(Dataset items)
----------------------------------------

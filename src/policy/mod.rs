//! Verbosity and name filtering.
//!
//! # Data Flow
//! ```text
//! set_verbosity / limit_to_loggers / config reload
//!     → writer lock (serialised updates)
//!     → new PolicySnapshot swapped in atomically
//!
//! Logger::v(level)
//!     → FilterPolicy::enabled(name, level)   (lock-free read)
//!     → enabled facade or disabled facade
//! ```
//!
//! # Design Decisions
//! - The policy is an explicit value shared by `Arc`, injected into every root logger
//! - Setting verbosity replaces the threshold; limiting loggers appends to the allow-list
//! - Name matching is exact; allowing `foo` does not allow `foo.bar`

pub mod filter;

pub use filter::{FilterPolicy, PolicySnapshot};
//! Structured logging.
//!
//! # Responsibilities
//! - Initialize the `tracing` subscriber used by `TracingSink`
//! - Configure the log level from config and environment
//!
//! # Design Decisions
//! - `RUST_LOG` wins over the configured directive
//! - Installing twice is reported as an error, never a panic

use tracing_subscriber::util::TryInitError;
use tracing_subscriber::{layer::SubscriberExt, util::SubscriberInitExt, EnvFilter};

use crate::config::ObservabilityConfig;

/// Install a global `tracing` subscriber with an `EnvFilter` and a fmt layer.
pub fn init_tracing(config: &ObservabilityConfig) -> Result<(), TryInitError> {
    let filter = EnvFilter::try_from_default_env()
        .or_else(|_| EnvFilter::try_new(&config.log_level))
        .unwrap_or_else(|_| EnvFilter::new("info"));

    tracing_subscriber::registry()
        .with(filter)
        .with(tracing_subscriber::fmt::layer())
        .try_init()
}

#[cfg(test)]
mod tests {
    use super::*;

    #[test]
    fn test_second_init_is_an_error() {
        let config = ObservabilityConfig::default();
        let _ = init_tracing(&config);
        assert!(init_tracing(&config).is_err());
    }
}
//! Configuration loading from disk.

use std::fs;
use std::path::{Path, PathBuf};

use thiserror::Error;

use crate::config::schema::LoggingConfig;
use crate::config::validation::{validate_config, ValidationError};

/// Error type for configuration loading and sink construction.
#[derive(Debug, Error)]
pub enum ConfigError {
    #[error("IO error reading {path}: {source}")]
    Io {
        path: PathBuf,
        #[source]
        source: std::io::Error,
    },

    #[error("Parse error: {0}")]
    Parse(#[from] toml::de::Error),

    #[error("Validation failed: {}", join_errors(.0))]
    Validation(Vec<ValidationError>),

    #[error("Cannot open log output {path}: {source}")]
    Output {
        path: PathBuf,
        #[source]
        source: std::io::Error,
    },
}

fn join_errors(errors: &[ValidationError]) -> String {
    errors
        .iter()
        .map(ToString::to_string)
        .collect::<Vec<_>>()
        .join(", ")
}

/// Parse and validate configuration from TOML text.
pub fn parse_config(content: &str) -> Result<LoggingConfig, ConfigError> {
    let config: LoggingConfig = toml::from_str(content)?;
    validate_config(&config).map_err(ConfigError::Validation)?;
    Ok(config)
}

/// Load and validate configuration from a TOML file.
pub fn load_config(path: &Path) -> Result<LoggingConfig, ConfigError> {
    let content = fs::read_to_string(path).map_err(|source| ConfigError::Io {
        path: path.to_path_buf(),
        source,
    })?;
    parse_config(&content)
}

----------------------------------------

▸ **Your task**: Recopy all of the records verbatim.

▸ **Solution to this problem**:
filename src/policy/mod.rs
//! Verbosity and name filtering.
//!
//! # Data Flow
//! ```text
//! set_verbosity / limit_to_loggers / config reload
//!     → writer lock (serialised updates)
//!     → new PolicySnapshot swapped in atomically
//!
//! Logger::v(level)
//!     → FilterPolicy::enabled(name, level)   (lock-free read)
//!     → enabled facade or disabled facade
//! ```
//!
//! # Design Decisions
//! - The policy is an explicit value shared by `Arc`, injected into every root logger
//! - Setting verbosity replaces the threshold; limiting loggers appends to the allow-list
//! - Name matching is exact; allowing `foo` does not allow `foo.bar`

pub mod filter;

pub use filter::{FilterPolicy, PolicySnapshot};
//! Structured logging.
//!
//! # Responsibilities
//! - Initialize the `tracing` subscriber used by `TracingSink`
//! - Configure the log level from config and environment
//!
//! # Design Decisions
//! - `RUST_LOG` wins over the configured directive
//! - Installing twice is reported as an error, never a panic

use tracing_subscriber::util::TryInitError;
use tracing_subscriber::{layer::SubscriberExt, util::SubscriberInitExt, EnvFilter};

use crate::config::ObservabilityConfig;

/// Install a global `tracing` subscriber with an `EnvFilter` and a fmt layer.
pub fn init_tracing(config: &ObservabilityConfig) -> Result<(), TryInitError> {
    let filter = EnvFilter::try_from_default_env()
        .or_else(|_| EnvFilter::try_new(&config.log_level))
        .unwrap_or_else(|_| EnvFilter::new("info"));

    tracing_subscriber::registry()
        .with(filter)
        .with(tracing_subscriber::fmt::layer())
        .try_init()
}

#[cfg(test)]
mod tests {
    use super::*;

    #[test]
    fn test_second_init_is_an_error() {
        let config = ObservabilityConfig::default();
        let _ = init_tracing(&config);
        assert!(init_tracing(&config).is_err());
    }
}
//! Configuration loading from disk.

use std::fs;
use std::path::{Path, PathBuf};

use thiserror::Error;

use crate::config::schema::LoggingConfig;
use crate::config::validation::{validate_config, ValidationError};

/// Error type for configuration loading and sink construction.
#[derive(Debug, Error)]
pub enum ConfigError {
    #[error("IO error reading {path}: {source}")]
    Io {
        path: PathBuf,
        #[source]
        source: std::io::Error,
    },

    #[error("Parse error: {0}")]
    Parse(#[from] toml::de::Error),

    #[error("Validation failed: {}", join_errors(.0))]
    Validation(Vec<ValidationError>),

    #[error("Cannot open log output {path}: {source}")]
    Output {
        path: PathBuf,
        #[source]
        source: std::io::Error,
    },
}

fn join_errors(errors: &[ValidationError]) -> String {
    errors
        .iter()
        .map(ToString::to_string)
        .collect::<Vec<_>>()
        .join(", ")
}

/// Parse and validate configuration from TOML text.
pub fn parse_config(content: &str) -> Result<LoggingConfig, ConfigError> {
    let config: LoggingConfig = toml::from_str(content)?;
    validate_config(&config).map_err(ConfigError::Validation)?;
    Ok(config)
}

/// Load and validate configuration from a TOML file.
pub fn load_config(path: &Path) -> Result<LoggingConfig, ConfigError> {
    let content = fs::read_to_string(path).map_err(|source| ConfigError::Io {
        path: path.to_path_buf(),
        source,
    })?;
    parse_config(&content)
}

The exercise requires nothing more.